▶ **Exercise details**
Every entry needs to be written out again exactly.

▶ **Records for this exercise**
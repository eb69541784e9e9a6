//! Exporter configuration.
//!
//! Settings come from three layers: built-in defaults, an optional TOML
//! file, and command-line flags. Later layers win.

use serde::{Deserialize, Serialize};
use std::path::Path;

/// Default seconds between two polling passes.
pub const DEFAULT_SCRAPE_INTERVAL_SECS: u64 = 30;

/// Default HTTP listen address.
pub const DEFAULT_LISTEN_ADDRESS: &str = ":9299";

/// Configuration for the exporter process.
#[derive(Debug, Clone, PartialEq, Eq, Serialize, Deserialize)]
#[serde(default)]
pub struct ExporterConfig {
    /// Seconds to sleep between two polling passes.
    pub scrape_interval_secs: u64,
    /// Address to serve metrics on, `[host]:port`.
    pub listen_address: String,
}

impl Default for ExporterConfig {
    fn default() -> Self {
        Self {
            scrape_interval_secs: DEFAULT_SCRAPE_INTERVAL_SECS,
            listen_address: DEFAULT_LISTEN_ADDRESS.to_string(),
        }
    }
}

impl ExporterConfig {
    /// Loads configuration from a TOML file.
    pub fn from_file(path: impl AsRef<Path>) -> Result<Self, ConfigError> {
        let content = std::fs::read_to_string(path.as_ref())
            .map_err(|e| ConfigError::FileRead(e.to_string()))?;
        toml::from_str(&content).map_err(|e| ConfigError::Parse(e.to_string()))
    }

    /// Validates the configuration parameters.
    pub fn validate(&self) -> Result<(), ConfigError> {
        if self.scrape_interval_secs == 0 {
            return Err(ConfigError::InvalidInterval);
        }
        match self.listen_address.rsplit_once(':') {
            Some((_, port)) if port.parse::<u16>().is_ok() => Ok(()),
            _ => Err(ConfigError::InvalidListenAddress(
                self.listen_address.clone(),
            )),
        }
    }

    /// Returns the address handed to the TCP listener.
    ///
    /// An empty host (`:9299`) means every interface.
    pub fn bind_address(&self) -> String {
        if self.listen_address.starts_with(':') {
            format!("0.0.0.0{}", self.listen_address)
        } else {
            self.listen_address.clone()
        }
    }

    /// Polling interval as a [`std::time::Duration`].
    pub fn scrape_interval(&self) -> std::time::Duration {
        std::time::Duration::from_secs(self.scrape_interval_secs)
    }
}

/// Configuration validation errors.
#[derive(Debug, Clone, thiserror::Error)]
pub enum ConfigError {
    /// Interval of zero seconds.
    #[error("scrape interval must be at least one second")]
    InvalidInterval,
    /// Listen address without a numeric port.
    #[error("invalid listen address {0:?} (expected [host]:port)")]
    InvalidListenAddress(String),
    /// Config file could not be read.
    #[error("failed to read config file: {0}")]
    FileRead(String),
    /// Config file is not valid TOML for this schema.
    #[error("failed to parse config file: {0}")]
    Parse(String),
}

#[cfg(test)]
mod tests {
    use super::*;

    #[test]
    fn test_default_config_valid() {
        let config = ExporterConfig::default();
        assert!(config.validate().is_ok());
        assert_eq!(config.scrape_interval_secs, 30);
        assert_eq!(config.listen_address, ":9299");
    }

    #[test]
    fn test_zero_interval_invalid() {
        let config = ExporterConfig {
            scrape_interval_secs: 0,
            ..Default::default()
        };
        assert!(matches!(config.validate(), Err(ConfigError::InvalidInterval)));
    }

    #[test]
    fn test_listen_address_without_port_invalid() {
        for addr in ["localhost", ":http", "127.0.0.1:99999", ""] {
            let config = ExporterConfig {
                listen_address: addr.to_string(),
                ..Default::default()
            };
            assert!(
                matches!(
                    config.validate(),
                    Err(ConfigError::InvalidListenAddress(_))
                ),
                "{addr} should be rejected"
            );
        }
    }

    #[test]
    fn test_bind_address_fills_empty_host() {
        let config = ExporterConfig::default();
        assert_eq!(config.bind_address(), "0.0.0.0:9299");

        let config = ExporterConfig {
            listen_address: "127.0.0.1:8080".to_string(),
            ..Default::default()
        };
        assert_eq!(config.bind_address(), "127.0.0.1:8080");
    }

    #[test]
    fn test_partial_toml_keeps_defaults() {
        let config: ExporterConfig = toml::from_str("scrape_interval_secs = 5").unwrap();
        assert_eq!(config.scrape_interval_secs, 5);
        assert_eq!(config.listen_address, DEFAULT_LISTEN_ADDRESS);
    }

    #[test]
    fn test_from_missing_file() {
        let result = ExporterConfig::from_file("/nonexistent/exporter.toml");
        assert!(matches!(result, Err(ConfigError::FileRead(_))));
    }
}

▶ **Answer box**
repository eb69541784e9e9a6
//! Exporter configuration.
//!
//! Settings come from three layers: built-in defaults, an optional TOML
//! file, and command-line flags. Later layers win.

use serde::{Deserialize, Serialize};
use std::path::Path;

/// Default seconds between two polling passes.
pub const DEFAULT_SCRAPE_INTERVAL_SECS: u64 = 30;

/// Default HTTP listen address.
pub const DEFAULT_LISTEN_ADDRESS: &str = ":9299";

/// Configuration for the exporter process.
#[derive(Debug, Clone, PartialEq, Eq, Serialize, Deserialize)]
#[serde(default)]
pub struct ExporterConfig {
    /// Seconds to sleep between two polling passes.
    pub scrape_interval_secs: u64,
    /// Address to serve metrics on, `[host]:port`.
    pub listen_address: String,
}

impl Default for ExporterConfig {
    fn default() -> Self {
        Self {
            scrape_interval_secs: DEFAULT_SCRAPE_INTERVAL_SECS,
            listen_address: DEFAULT_LISTEN_ADDRESS.to_string(),
        }
    }
}

impl ExporterConfig {
    /// Loads configuration from a TOML file.
    pub fn from_file(path: impl AsRef<Path>) -> Result<Self, ConfigError> {
        let content = std::fs::read_to_string(path.as_ref())
            .map_err(|e| ConfigError::FileRead(e.to_string()))?;
        toml::from_str(&content).map_err(|e| ConfigError::Parse(e.to_string()))
    }

    /// Validates the configuration parameters.
    pub fn validate(&self) -> Result<(), ConfigError> {
        if self.scrape_interval_secs == 0 {
            return Err(ConfigError::InvalidInterval);
        }
        match self.listen_address.rsplit_once(':') {
            Some((_, port)) if port.parse::<u16>().is_ok() => Ok(()),
            _ => Err(ConfigError::InvalidListenAddress(
                self.listen_address.clone(),
            )),
        }
    }

    /// Returns the address handed to the TCP listener.
    ///
    /// An empty host (`:9299`) means every interface.
    pub fn bind_address(&self) -> String {
        if self.listen_address.starts_with(':') {
            format!("0.0.0.0{}", self.listen_address)
        } else {
            self.listen_address.clone()
        }
    }

    /// Polling interval as a [`std::time::Duration`].
    pub fn scrape_interval(&self) -> std::time::Duration {
        std::time::Duration::from_secs(self.scrape_interval_secs)
    }
}

/// Configuration validation errors.
#[derive(Debug, Clone, thiserror::Error)]
pub enum ConfigError {
    /// Interval of zero seconds.
    #[error("scrape interval must be at least one second")]
    InvalidInterval,
    /// Listen address without a numeric port.
    #[error("invalid listen address {0:?} (expected [host]:port)")]
    InvalidListenAddress(String),
    /// Config file could not be read.
    #[error("failed to read config file: {0}")]
    FileRead(String),
    /// Config file is not valid TOML for this schema.
    #[error("failed to parse config file: {0}")]
    Parse(String),
}

#[cfg(test)]
mod tests {
    use super::*;

    #[test]
    fn test_default_config_valid() {
        let config = ExporterConfig::default();
        assert!(config.validate().is_ok());
        assert_eq!(config.scrape_interval_secs, 30);
        assert_eq!(config.listen_address, ":9299");
    }

    #[test]
    fn test_zero_interval_invalid() {
        let config = ExporterConfig {
            scrape_interval_secs: 0,
            ..Default::default()
        };
        assert!(matches!(config.validate(), Err(ConfigError::InvalidInterval)));
    }

    #[test]
    fn test_listen_address_without_port_invalid() {
        for addr in ["localhost", ":http", "127.0.0.1:99999", ""] {
            let config = ExporterConfig {
                listen_address: addr.to_string(),
                ..Default::default()
            };
            assert!(
                matches!(
                    config.validate(),
                    Err(ConfigError::InvalidListenAddress(_))
                ),
                "{addr} should be rejected"
            );
        }
    }

    #[test]
    fn test_bind_address_fills_empty_host() {
        let config = ExporterConfig::default();
        assert_eq!(config.bind_address(), "0.0.0.0:9299");

        let config = ExporterConfig {
            listen_address: "127.0.0.1:8080".to_string(),
            ..Default::default()
        };
        assert_eq!(config.bind_address(), "127.0.0.1:8080");
    }

    #[test]
    fn test_partial_toml_keeps_defaults() {
        let config: ExporterConfig = toml::from_str("scrape_interval_secs = 5").unwrap();
        assert_eq!(config.scrape_interval_secs, 5);
        assert_eq!(config.listen_address, DEFAULT_LISTEN_ADDRESS);
    }

    #[test]
    fn test_from_missing_file() {
        let result = ExporterConfig::from_file("/nonexistent/exporter.toml");
        assert!(matches!(result, Err(ConfigError::FileRead(_))));
    }
}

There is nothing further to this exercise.